_YOUR OBJECTIVE_:
Tally every line in the following material that has the word "alpha" in it, and answer with that figure alone.

_DATA RECORDS_:
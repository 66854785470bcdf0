//! Colour helpers used when rendering the public page.

/// Theme colour used when the stored one cannot be parsed.
pub const DEFAULT_THEME_COLOR: &str = "#8b5cf6";

/// Parse `#rrggbb` or `#rgb` (leading `#` optional) into its channels.
pub fn parse_hex(hex: &str) -> Option<(u8, u8, u8)> {
    let digits = hex.trim().trim_start_matches('#');
    if !digits.chars().all(|c| c.is_ascii_hexdigit()) {
        return None;
    }

    match digits.len() {
        6 => {
            let r = u8::from_str_radix(&digits[0..2], 16).ok()?;
            let g = u8::from_str_radix(&digits[2..4], 16).ok()?;
            let b = u8::from_str_radix(&digits[4..6], 16).ok()?;
            Some((r, g, b))
        }
        3 => {
            let mut channels = digits
                .chars()
                .map(|c| c.to_digit(16).map(|d| (d * 17) as u8));
            Some((channels.next()??, channels.next()??, channels.next()??))
        }
        _ => None,
    }
}

/// Space-separated channels, e.g. `"255 0 0"`, for use in CSS `rgb()` variables.
pub fn hex_to_rgb(hex: &str) -> Option<String> {
    parse_hex(hex).map(|(r, g, b)| format!("{} {} {}", r, g, b))
}

/// Card background derived from the theme colour and an opacity percentage.
pub fn card_background(theme_color: &str, opacity_percent: i64) -> String {
    let (r, g, b) = parse_hex(theme_color)
        .or_else(|| parse_hex(DEFAULT_THEME_COLOR))
        .unwrap_or((139, 92, 246));
    let alpha = opacity_percent.clamp(0, 100) as f64 / 100.0;
    format!("rgba({}, {}, {}, {})", r, g, b, alpha)
}

#[cfg(test)]
mod tests {
    use super::*;

    #[test]
    fn hex_to_rgb_converts_six_digit_colors() {
        assert_eq!(hex_to_rgb("#ff0000").as_deref(), Some("255 0 0"));
        assert_eq!(hex_to_rgb("#8B5CF6").as_deref(), Some("139 92 246"));
        assert_eq!(hex_to_rgb("00ff7f").as_deref(), Some("0 255 127"));
    }

    #[test]
    fn hex_to_rgb_expands_short_form() {
        assert_eq!(hex_to_rgb("#f00").as_deref(), Some("255 0 0"));
        assert_eq!(hex_to_rgb("#abc").as_deref(), Some("170 187 204"));
    }

    #[test]
    fn hex_to_rgb_rejects_garbage() {
        assert_eq!(hex_to_rgb(""), None);
        assert_eq!(hex_to_rgb("#ff00"), None);
        assert_eq!(hex_to_rgb("#gggggg"), None);
        assert_eq!(hex_to_rgb("red"), None);
    }

    #[test]
    fn card_background_applies_opacity() {
        assert_eq!(card_background("#ff0000", 80), "rgba(255, 0, 0, 0.8)");
        assert_eq!(card_background("#ff0000", 100), "rgba(255, 0, 0, 1)");
    }

    #[test]
    fn card_background_clamps_and_falls_back() {
        assert_eq!(card_background("#ff0000", 250), "rgba(255, 0, 0, 1)");
        assert_eq!(card_background("#ff0000", -5), "rgba(255, 0, 0, 0)");
        assert_eq!(card_background("nope", 50), "rgba(139, 92, 246, 0.5)");
    }
}
use axum::extract::State;
use axum::http::{header, HeaderMap};
use axum::response::{AppendHeaders, IntoResponse, Response};
use axum::Json;
use serde::{Deserialize, Serialize};
use validator::Validate;

use crate::auth::session;
use crate::error::{AppError, AppResult};
use crate::extractors::{CurrentUser, ValidatedJson};
use crate::state::AppState;

// -- Request / response types --

#[derive(Debug, Deserialize, Validate)]
pub struct LoginRequest {
    #[validate(length(min = 1, max = 128))]
    pub username: String,
    #[validate(length(min = 1, max = 256))]
    pub password: String,
}

#[derive(Debug, Serialize)]
#[serde(rename_all = "camelCase")]
pub struct UserResponse {
    pub id: String,
    pub username: String,
    pub is_admin: bool,
}

impl From<CurrentUser> for UserResponse {
    fn from(user: CurrentUser) -> Self {
        Self {
            id: user.id,
            username: user.username,
            is_admin: user.is_admin,
        }
    }
}

// -- Cookie helpers --

fn session_cookie(name: &str, token: &str, max_age_hours: u64) -> String {
    let max_age_secs = max_age_hours * 3600;
    format!(
        "{}={}; HttpOnly; SameSite=Strict; Path=/; Max-Age={}",
        name, token, max_age_secs
    )
}

fn clear_session_cookie(name: &str) -> String {
    format!("{}=; HttpOnly; SameSite=Strict; Path=/; Max-Age=0", name)
}

pub(crate) fn get_cookie_value<'a>(headers: &'a HeaderMap, name: &str) -> Option<&'a str> {
    headers
        .get_all(header::COOKIE)
        .iter()
        .filter_map(|v| v.to_str().ok())
        .flat_map(|s| s.split(';'))
        .map(|s| s.trim())
        .find_map(|cookie| {
            let mut split = cookie.splitn(2, '=');
            let key = split.next()?.trim();
            let val = split.next()?.trim();
            if key == name {
                Some(val)
            } else {
                None
            }
        })
}

// -- Handlers --

/// POST /api/auth/login: check credentials and start a session
pub async fn login(
    State(state): State<AppState>,
    ValidatedJson(req): ValidatedJson<LoginRequest>,
) -> AppResult<Response> {
    let pool = state.db.clone();
    let username = req.username.trim().to_string();
    let password = req.password.clone();
    let user = tokio::task::spawn_blocking(move || {
        session::verify_credentials(&pool, &username, &password)
    })
    .await
    .map_err(|e| AppError::Internal(format!("credential check failed: {}", e)))??
    .ok_or_else(|| {
        tracing::warn!("Failed login for '{}'", req.username);
        AppError::Unauthorized
    })?;

    let hours = state.config.auth.session_hours;
    let token = session::create_session(&state.db, &user.id, hours)?;
    tracing::info!("User '{}' logged in", user.username);

    let body = UserResponse {
        id: user.id,
        username: user.username,
        is_admin: user.is_admin,
    };
    Ok((
        AppendHeaders([(
            header::SET_COOKIE,
            session_cookie(&state.config.auth.cookie_name, &token, hours),
        )]),
        Json(body),
    )
        .into_response())
}

/// POST /api/auth/logout: drop the session, if any, and clear the cookie
pub async fn logout(State(state): State<AppState>, headers: HeaderMap) -> AppResult<Response> {
    let cookie_name = &state.config.auth.cookie_name;
    if let Some(token) = get_cookie_value(&headers, cookie_name) {
        session::delete_session(&state.db, token)?;
    }

    Ok((
        AppendHeaders([(header::SET_COOKIE, clear_session_cookie(cookie_name))]),
        Json(serde_json::json!({ "success": true })),
    )
        .into_response())
}

/// GET /api/auth/user: the logged-in user, or 401
pub async fn current_user(user: CurrentUser) -> Json<UserResponse> {
    Json(user.into())
}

_RESPONSE TO THIS TASK_:
2